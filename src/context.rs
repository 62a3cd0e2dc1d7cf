/// Per-call context handed to the interceptor.
///
/// Carries request-scoped identifiers that are not part of the message
/// itself; builtin enrichment turns them into attributes.
#[derive(Debug, Clone, Default, PartialEq, Eq)]
pub struct Context {
    trace_id: Option<String>,
    request_id: Option<String>,
}

impl Context {
    pub fn new() -> Self {
        Self::default()
    }

    pub fn with_trace_id(mut self, trace_id: impl Into<String>) -> Self {
        self.trace_id = Some(trace_id.into());
        self
    }

    pub fn with_request_id(mut self, request_id: impl Into<String>) -> Self {
        self.request_id = Some(request_id.into());
        self
    }

    /// Trace id, if one was set and is non-empty.
    pub fn trace_id(&self) -> Option<&str> {
        self.trace_id.as_deref().filter(|id| !id.is_empty())
    }

    pub fn request_id(&self) -> Option<&str> {
        self.request_id.as_deref().filter(|id| !id.is_empty())
    }
}
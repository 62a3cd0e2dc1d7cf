use crate::context::Context;
use crate::error::Error;
use crate::format::{Formatter, Handler, HandlerOptions};
use crate::interceptor::Interceptor;
use crate::record::Record;
use crate::sink::Sink;
use std::io;
use std::sync::Arc;

/// Interceptor -> formatter -> sink, composed once and then immutable.
///
/// Reconfiguration builds a new pipeline and swaps it in; a pipeline is
/// never mutated after construction.
pub struct Pipeline {
    handler: Box<dyn Handler>,
    sink: Arc<dyn Sink>,
    interceptor: Option<Interceptor>,
}

impl Pipeline {
    pub fn new(
        formatter: &dyn Formatter,
        sink: Arc<dyn Sink>,
        opts: HandlerOptions,
        interceptor: Option<Interceptor>,
    ) -> Self {
        Pipeline {
            handler: formatter.format(Arc::clone(&sink), opts),
            sink,
            interceptor,
        }
    }

    /// Run one record through the pipeline.
    ///
    /// A record vetoed by the interceptor produces no output and is not
    /// an error. Sink failures are returned to the caller.
    pub fn handle(&self, ctx: &Context, record: Record) -> Result<(), Error> {
        let record = match &self.interceptor {
            Some(intercept) => match intercept(ctx, record) {
                Some(record) => record,
                None => return Ok(()),
            },
            None => record,
        };
        self.handler.handle(&record)
    }

    pub fn sink(&self) -> &Arc<dyn Sink> {
        &self.sink
    }

    /// Close the sink. Buffered sinks drain before this returns.
    pub fn close(&self) -> io::Result<()> {
        self.sink.close()
    }
}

**Required action:** Copy out all the entries exactly once more.

**Exercise output:**
filename src/context.rs
repository 62a3cd0e2dc1d7cf
/// Per-call context handed to the interceptor.
///
/// Carries request-scoped identifiers that are not part of the message
/// itself; builtin enrichment turns them into attributes.
#[derive(Debug, Clone, Default, PartialEq, Eq)]
pub struct Context {
    trace_id: Option<String>,
    request_id: Option<String>,
}

impl Context {
    pub fn new() -> Self {
        Self::default()
    }

    pub fn with_trace_id(mut self, trace_id: impl Into<String>) -> Self {
        self.trace_id = Some(trace_id.into());
        self
    }

    pub fn with_request_id(mut self, request_id: impl Into<String>) -> Self {
        self.request_id = Some(request_id.into());
        self
    }

    /// Trace id, if one was set and is non-empty.
    pub fn trace_id(&self) -> Option<&str> {
        self.trace_id.as_deref().filter(|id| !id.is_empty())
    }

    pub fn request_id(&self) -> Option<&str> {
        self.request_id.as_deref().filter(|id| !id.is_empty())
    }
}
repository 62a3cd0e2dc1d7cf
use crate::context::Context;
use crate::error::Error;
use crate::format::{Formatter, Handler, HandlerOptions};
use crate::interceptor::Interceptor;
use crate::record::Record;
use crate::sink::Sink;
use std::io;
use std::sync::Arc;

/// Interceptor -> formatter -> sink, composed once and then immutable.
///
/// Reconfiguration builds a new pipeline and swaps it in; a pipeline is
/// never mutated after construction.
pub struct Pipeline {
    handler: Box<dyn Handler>,
    sink: Arc<dyn Sink>,
    interceptor: Option<Interceptor>,
}

impl Pipeline {
    pub fn new(
        formatter: &dyn Formatter,
        sink: Arc<dyn Sink>,
        opts: HandlerOptions,
        interceptor: Option<Interceptor>,
    ) -> Self {
        Pipeline {
            handler: formatter.format(Arc::clone(&sink), opts),
            sink,
            interceptor,
        }
    }

    /// Run one record through the pipeline.
    ///
    /// A record vetoed by the interceptor produces no output and is not
    /// an error. Sink failures are returned to the caller.
    pub fn handle(&self, ctx: &Context, record: Record) -> Result<(), Error> {
        let record = match &self.interceptor {
            Some(intercept) => match intercept(ctx, record) {
                Some(record) => record,
                None => return Ok(()),
            },
            None => record,
        };
        self.handler.handle(&record)
    }

    pub fn sink(&self) -> &Arc<dyn Sink> {
        &self.sink
    }

    /// Close the sink. Buffered sinks drain before this returns.
    pub fn close(&self) -> io::Result<()> {
        self.sink.close()
    }
}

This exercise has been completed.